**Stored data entries**
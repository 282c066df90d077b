//! Block layout that stands in for the render surface.
//!
//! The document is a vertical stack of segment containers. A segment container
//! either carries an explicit extent (a placeholder for content that is not
//! loaded) or takes the natural extent of the record containers appended to it.
//! Every record is preceded by a fixed gap and occupies one line extent per
//! text line. Geometry is always read live, so every mutation shifts whatever
//! sits below it exactly like a reflow would.

use crate::client::geometry::Span;
use std::collections::HashMap;

/// Layout units per terminal row.
pub const UNITS_PER_ROW: u64 = 10;
/// Extent of a single text line of a record.
pub const LINE_EXTENT: u64 = UNITS_PER_ROW;
/// Gap placed in front of every record container.
pub const RECORD_GAP: u64 = 10;

#[derive(Clone, Copy, Debug, PartialEq, Eq, Hash)]
pub struct NodeId(u64);

/// What a single terminal row of the window shows.
#[derive(Clone, Debug, PartialEq, Eq)]
pub enum RowView {
    Text { text: String, selected: bool },
    Gap,
    Placeholder { segment: usize },
    Blank,
}

/// Operations the engine needs from whatever renders the list.
pub trait Surface: Send {
    /// Creates the next segment container, in document order.
    fn create_segment(&mut self) -> usize;
    fn segment_count(&self) -> usize;
    /// Appends a record container at the end of `segment`'s container.
    fn append_record(&mut self, segment: usize, text: &str) -> NodeId;
    fn remove_record(&mut self, node: NodeId);
    /// Sets (`Some`) or clears (`None`) the explicit extent of a segment container.
    fn set_segment_extent(&mut self, segment: usize, extent: Option<u64>);
    fn set_selected(&mut self, node: NodeId, selected: bool);
    fn segment_span(&self, segment: usize) -> Span;
    /// Rendered box of a record container, excluding its leading gap.
    fn record_box(&self, node: NodeId) -> Option<Span>;
    fn total_extent(&self) -> u64;
    /// Content of `count` terminal rows starting at document position `top`.
    fn rows(&self, top: u64, count: usize) -> Vec<RowView>;
}

struct RecordBox {
    node: NodeId,
    lines: Vec<String>,
    selected: bool,
}

impl RecordBox {
    fn extent(&self) -> u64 {
        RECORD_GAP + self.lines.len().max(1) as u64 * LINE_EXTENT
    }
}

#[derive(Default)]
struct SegmentBox {
    records: Vec<RecordBox>,
    explicit_extent: Option<u64>,
}

impl SegmentBox {
    fn extent(&self) -> u64 {
        self.explicit_extent
            .unwrap_or_else(|| self.records.iter().map(RecordBox::extent).sum())
    }
}

pub struct Document {
    segments: Vec<SegmentBox>,
    // offsets[i] is the start of segment i; the last entry is the total extent.
    offsets: Vec<u64>,
    owners: HashMap<NodeId, usize>,
    next_node: u64,
}

impl Document {
    pub fn new() -> Self {
        Self {
            segments: Vec::new(),
            offsets: vec![0],
            owners: HashMap::new(),
            next_node: 1,
        }
    }

    fn relayout_from(&mut self, segment: usize) {
        for idx in segment..self.segments.len() {
            self.offsets[idx + 1] = self.offsets[idx] + self.segments[idx].extent();
        }
    }

    fn segment_at(&self, position: u64) -> Option<usize> {
        if position >= self.total_extent() {
            return None;
        }
        let idx = self.offsets[1..].partition_point(|&end| end <= position);
        (idx < self.segments.len()).then_some(idx)
    }

    fn row_at(&self, position: u64) -> RowView {
        let Some(segment) = self.segment_at(position) else {
            return RowView::Blank;
        };
        let container = &self.segments[segment];
        if container.records.is_empty() {
            return if container.explicit_extent.is_some() {
                RowView::Placeholder { segment }
            } else {
                RowView::Blank
            };
        }
        let mut cursor = self.offsets[segment];
        for record in &container.records {
            let end = cursor + record.extent();
            if position < end {
                let body = cursor + RECORD_GAP;
                if position < body {
                    return RowView::Gap;
                }
                let line = ((position - body) / LINE_EXTENT) as usize;
                return RowView::Text {
                    text: record.lines.get(line).cloned().unwrap_or_default(),
                    selected: record.selected,
                };
            }
            cursor = end;
        }
        // An explicit extent larger than the records leaves blank space below them.
        RowView::Blank
    }
}

impl Default for Document {
    fn default() -> Self {
        Self::new()
    }
}

impl Surface for Document {
    fn create_segment(&mut self) -> usize {
        let total = self.total_extent();
        self.segments.push(SegmentBox::default());
        self.offsets.push(total);
        self.segments.len() - 1
    }

    fn segment_count(&self) -> usize {
        self.segments.len()
    }

    fn append_record(&mut self, segment: usize, text: &str) -> NodeId {
        let node = NodeId(self.next_node);
        self.next_node += 1;
        let Some(container) = self.segments.get_mut(segment) else {
            return node;
        };
        container.records.push(RecordBox {
            node,
            lines: text.split('\n').map(str::to_owned).collect(),
            selected: false,
        });
        self.owners.insert(node, segment);
        self.relayout_from(segment);
        node
    }

    fn remove_record(&mut self, node: NodeId) {
        if let Some(segment) = self.owners.remove(&node) {
            self.segments[segment]
                .records
                .retain(|record| record.node != node);
            self.relayout_from(segment);
        }
    }

    fn set_segment_extent(&mut self, segment: usize, extent: Option<u64>) {
        if let Some(container) = self.segments.get_mut(segment) {
            container.explicit_extent = extent;
            self.relayout_from(segment);
        }
    }

    fn set_selected(&mut self, node: NodeId, selected: bool) {
        if let Some(&segment) = self.owners.get(&node) {
            if let Some(record) = self.segments[segment]
                .records
                .iter_mut()
                .find(|record| record.node == node)
            {
                record.selected = selected;
            }
        }
    }

    fn segment_span(&self, segment: usize) -> Span {
        if segment >= self.segments.len() {
            let total = self.total_extent();
            return Span::new(total, total);
        }
        Span::new(self.offsets[segment], self.offsets[segment + 1])
    }

    fn record_box(&self, node: NodeId) -> Option<Span> {
        let segment = *self.owners.get(&node)?;
        let mut cursor = self.offsets[segment];
        for record in &self.segments[segment].records {
            if record.node == node {
                return Some(Span::new(cursor + RECORD_GAP, cursor + record.extent()));
            }
            cursor += record.extent();
        }
        None
    }

    fn total_extent(&self) -> u64 {
        self.offsets.last().copied().unwrap_or(0)
    }

    fn rows(&self, top: u64, count: usize) -> Vec<RowView> {
        (0..count as u64)
            .map(|row| self.row_at(top + row * UNITS_PER_ROW))
            .collect()
    }
}

#[cfg(test)]
mod tests {
    use super::*;

    fn document_with(segments: usize) -> Document {
        let mut doc = Document::new();
        for _ in 0..segments {
            doc.create_segment();
        }
        doc
    }

    #[test]
    fn empty_segments_take_no_space() {
        let doc = document_with(3);
        assert_eq!(doc.total_extent(), 0);
        assert_eq!(doc.segment_span(2), Span::new(0, 0));
    }

    #[test]
    fn records_reflow_following_segments() {
        let mut doc = document_with(3);
        doc.set_segment_extent(1, Some(500));
        doc.set_segment_extent(2, Some(500));
        assert_eq!(doc.segment_span(2), Span::new(500, 1000));

        let first = doc.append_record(0, "one");
        let second = doc.append_record(0, "two\nlines");
        assert_eq!(doc.record_box(first), Some(Span::new(10, 20)));
        assert_eq!(doc.record_box(second), Some(Span::new(30, 50)));
        assert_eq!(doc.segment_span(0), Span::new(0, 50));
        assert_eq!(doc.segment_span(2), Span::new(550, 1050));

        doc.remove_record(first);
        assert_eq!(doc.record_box(first), None);
        assert_eq!(doc.record_box(second), Some(Span::new(10, 30)));
        assert_eq!(doc.total_extent(), 1030);
    }

    #[test]
    fn explicit_extent_overrides_natural_extent() {
        let mut doc = document_with(2);
        doc.append_record(0, "a");
        doc.set_segment_extent(0, Some(300));
        assert_eq!(doc.segment_span(0).extent(), 300);
        doc.set_segment_extent(0, None);
        assert_eq!(doc.segment_span(0).extent(), 20);
    }

    #[test]
    fn rows_show_text_gaps_and_placeholders() {
        let mut doc = document_with(2);
        let node = doc.append_record(0, "alpha\nbeta");
        doc.set_selected(node, true);
        doc.set_segment_extent(1, Some(20));

        let rows = doc.rows(0, 6);
        assert_eq!(
            rows,
            vec![
                RowView::Gap,
                RowView::Text {
                    text: "alpha".into(),
                    selected: true
                },
                RowView::Text {
                    text: "beta".into(),
                    selected: true
                },
                RowView::Placeholder { segment: 1 },
                RowView::Placeholder { segment: 1 },
                RowView::Blank,
            ]
        );
    }
}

**Requirement**
When a line of the records has the word "first", pick it out and copy it.

**The completed task**
        let first = doc.append_record(0, "one");
        assert_eq!(doc.record_box(first), Some(Span::new(10, 20)));
        doc.remove_record(first);
        assert_eq!(doc.record_box(first), None);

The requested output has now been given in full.